(Data):

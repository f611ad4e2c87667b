//! Integration tests for the API client against a live in-memory server.

use pc_client::api_client::ApiClient;
use pc_client::display;
use pc_client::session::SessionCache;
use pc_server::api::{AppState, create_router};
use pc_server::config::ServerConfig;
use pickle_cup::auth::MemoryMailer;
use pickle_cup::db::{MemoryStore, TeamRepository};
use pickle_cup::player::Player;
use pickle_cup::team::TeamId;
use pickle_cup::tournament::TournamentStructure;
use std::sync::Arc;
use std::time::Duration;
use uuid::Uuid;

struct LiveServer {
    base_url: String,
    store: Arc<MemoryStore>,
    mailer: Arc<MemoryMailer>,
}

async fn start_server() -> LiveServer {
    let mut config = ServerConfig::new("client_test_secret_key_0123456789abc".to_string());
    config.magic_link.redirect_url = "https://cup.test/auth/callback".to_string();

    let store = Arc::new(MemoryStore::new());
    let mailer = Arc::new(MemoryMailer::new());
    let state = AppState::from_store(store.clone(), mailer.clone(), &config);
    let app = create_router(state);

    let listener = tokio::net::TcpListener::bind("127.0.0.1:0").await.unwrap();
    let addr = listener.local_addr().unwrap();
    tokio::spawn(async move { axum::serve(listener, app).await });

    LiveServer {
        base_url: format!("http://{addr}"),
        store,
        mailer,
    }
}

impl LiveServer {
    fn client(&self) -> ApiClient {
        ApiClient::with_session(self.base_url.clone(), SessionCache::new())
    }

    /// Sign the client in and give the user a player profile
    async fn sign_in(&self, client: &ApiClient, email: &str, username: &str) -> Uuid {
        client.request_magic_link(email).await.unwrap();
        let token = self.mailer.last_token_for(email).unwrap();
        let user = client.complete_sign_in(&token).await.unwrap();
        self.store.insert_player(Player {
            id: user.id,
            first_name: username.to_string(),
            last_name: None,
            username: Some(username.to_string()),
        });
        user.id
    }

    async fn seed_teams(&self, names: &[&str]) -> Vec<TeamId> {
        let mut ids = Vec::new();
        for name in names {
            let a = self.store.seed_player(&format!("{name} One"), None, None);
            let b = self.store.seed_player(&format!("{name} Two"), None, None);
            ids.push(self.store.create_team(name, a.id, b.id).await.unwrap().id);
        }
        ids
    }
}

// ============================================================================
// Network Error Scenario Tests
// ============================================================================

#[tokio::test]
async fn test_connection_refused() {
    let client = ApiClient::with_session("http://localhost:19999".to_string(), SessionCache::new());

    let result = client.request_magic_link("someone@example.com").await;

    assert!(result.is_err(), "Should fail when server is not available");
    let error_msg = result.unwrap_err().to_string();
    assert!(
        error_msg.contains("Failed to send sign-in link request"),
        "Error should indicate connection failure: {error_msg}"
    );
}

#[tokio::test]
async fn test_short_search_makes_no_request() {
    // Nothing listens here; a request would fail
    let client = ApiClient::with_session("http://localhost:19999".to_string(), SessionCache::new());

    assert!(client.search_players("a").await.unwrap().is_empty());
    assert!(client.search_players("   ").await.unwrap().is_empty());
    assert!(client.search_players("ada").await.is_err());
}

// ============================================================================
// Session Tests
// ============================================================================

#[tokio::test]
async fn test_sign_in_updates_session_cache() {
    let server = start_server().await;
    let client = server.client();
    let mut rx = client.session().subscribe();

    let user_id = server.sign_in(&client, "ada@example.com", "ada").await;

    rx.changed().await.unwrap();
    assert_eq!(
        rx.borrow_and_update().as_ref().map(|s| s.user.id),
        Some(user_id)
    );
    assert_eq!(client.current_user().await.unwrap().email, "ada@example.com");
}

#[tokio::test]
async fn test_refresh_rotates_cached_tokens() {
    let server = start_server().await;
    let client = server.client();
    server.sign_in(&client, "rot@example.com", "rot").await;
    let before = client.session().refresh_token().unwrap();

    client.refresh().await.unwrap();

    let after = client.session().refresh_token().unwrap();
    assert_ne!(before, after);
    assert!(client.my_teams().await.unwrap().is_empty());
}

#[tokio::test]
async fn test_sign_out_clears_session_and_notifies() {
    let server = start_server().await;
    let client = server.client();
    server.sign_in(&client, "bye@example.com", "bye").await;
    let mut rx = client.session().subscribe();

    client.sign_out().await.unwrap();

    rx.changed().await.unwrap();
    assert!(rx.borrow_and_update().is_none());
    assert!(!client.session().is_signed_in());
    assert_eq!(client.my_teams().await.unwrap_err().to_string(), "Not signed in");

    // Signing out again is a no-op
    client.sign_out().await.unwrap();
}

#[tokio::test]
async fn test_reused_link_reports_server_message() {
    let server = start_server().await;
    let client = server.client();
    client.request_magic_link("once@example.com").await.unwrap();
    let token = server.mailer.last_token_for("once@example.com").unwrap();
    client.complete_sign_in(&token).await.unwrap();

    let err = client.complete_sign_in(&token).await.unwrap_err();
    assert!(err.to_string().starts_with("Sign-in failed (401"), "{err}");
}

// ============================================================================
// Player Tests
// ============================================================================

#[tokio::test]
async fn test_search_and_stats() {
    let server = start_server().await;
    let client = server.client();
    let rookie = server.store.seed_player("Rookie", Some("Rivera"), None);

    let found = client.search_players("rook").await.unwrap();
    assert_eq!(found.len(), 1);
    assert_eq!(found[0].id, rookie.id);

    let stats = client.player_stats(rookie.id).await.unwrap();
    assert_eq!(stats.games_played, 0);
    assert!(display::player_stats(&stats).contains("Win rate: N/A"));
}

#[tokio::test]
async fn test_unknown_player_error_message() {
    let server = start_server().await;
    let client = server.client();

    let err = client.player_stats(Uuid::new_v4()).await.unwrap_err();

    assert_eq!(
        err.to_string(),
        "Player stats failed (404 Not Found): Player not found"
    );
}

// ============================================================================
// Team and Tournament Tests
// ============================================================================

#[tokio::test]
async fn test_create_team_and_list() {
    let server = start_server().await;
    let client = server.client();
    server.sign_in(&client, "cap@example.com", "cap").await;
    server.store.seed_player("Partner", None, Some("pat"));

    let team = client.create_team("Net Ninjas", "pat").await.unwrap();
    let teams = client.my_teams().await.unwrap();

    assert_eq!(teams.len(), 1);
    assert_eq!(teams[0].id, team.id);
    assert!(display::team_list(&teams).contains("Net Ninjas (cap & pat)"));
}

#[tokio::test]
async fn test_preview_rejects_odd_selection_with_reason() {
    let server = start_server().await;
    let client = server.client();
    let ids = server.seed_teams(&["A", "B", "C"]).await;

    let err = client.preview_bracket(&ids).await.unwrap_err();
    let msg = err.to_string();
    assert!(msg.contains("400"), "{msg}");
    assert!(msg.ends_with("[odd_team_count]"), "{msg}");
}

#[tokio::test]
async fn test_tournament_bracket_round_trip() {
    let server = start_server().await;
    let client = server.client();
    server.sign_in(&client, "host@example.com", "host").await;
    let ids = server.seed_teams(&["Dinkers", "Lobsters", "Volleys", "Kitchen"]).await;

    let created = client
        .create_tournament("Spring Open", TournamentStructure::SingleElimination, &ids)
        .await
        .unwrap();
    assert_eq!(created.matches_created, 2);

    let listed = client.list_tournaments().await.unwrap();
    assert!(listed.iter().any(|t| t.id == created.tournament.id));

    let view = client.get_bracket(created.tournament.id).await.unwrap();
    assert_eq!(view.matches.len(), 2);
    assert_eq!(view.matches[0].team1.name, "Dinkers");
    assert_eq!(view.matches[1].team2.name, "Kitchen");

    let rendered = display::bracket(&view);
    assert!(rendered.starts_with("Spring Open"));
    assert!(rendered.contains("Match 2"));

    let winner = view.matches[0].team2.id;
    let recorded = client
        .record_result(view.matches[0].id, winner)
        .await
        .unwrap();
    assert_eq!(recorded.winner_team_id, Some(winner));

    let err = client
        .record_result(view.matches[0].id, view.matches[0].team1.id)
        .await
        .unwrap_err();
    assert!(err.to_string().contains("409"), "{err}");

    let recent = client.recent_matches().await.unwrap();
    assert!(display::match_list(&recent).contains("winner: Lobsters"));
}

#[tokio::test]
async fn test_generate_bracket_for_existing_tournament() {
    let server = start_server().await;
    let client = server.client();
    server.sign_in(&client, "seed@example.com", "seed").await;
    let ids = server.seed_teams(&["A", "B"]).await;

    let created = client
        .create_tournament("Fall Classic", TournamentStructure::DoubleElimination, &[])
        .await
        .unwrap();
    assert_eq!(created.matches_created, 0);

    let count = tokio::time::timeout(
        Duration::from_secs(5),
        client.generate_bracket(created.tournament.id, &ids),
    )
    .await
    .unwrap()
    .unwrap();
    assert_eq!(count, 1);

    let err = client
        .generate_bracket(created.tournament.id, &ids)
        .await
        .unwrap_err();
    assert!(err.to_string().contains("409"), "{err}");
}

(Task brief):
Copy out every line from the material above in which the word "rendered" appears.

(Solution for this exercise):
    let rendered = display::bracket(&view);
    assert!(rendered.starts_with("Spring Open"));
    assert!(rendered.contains("Match 2"));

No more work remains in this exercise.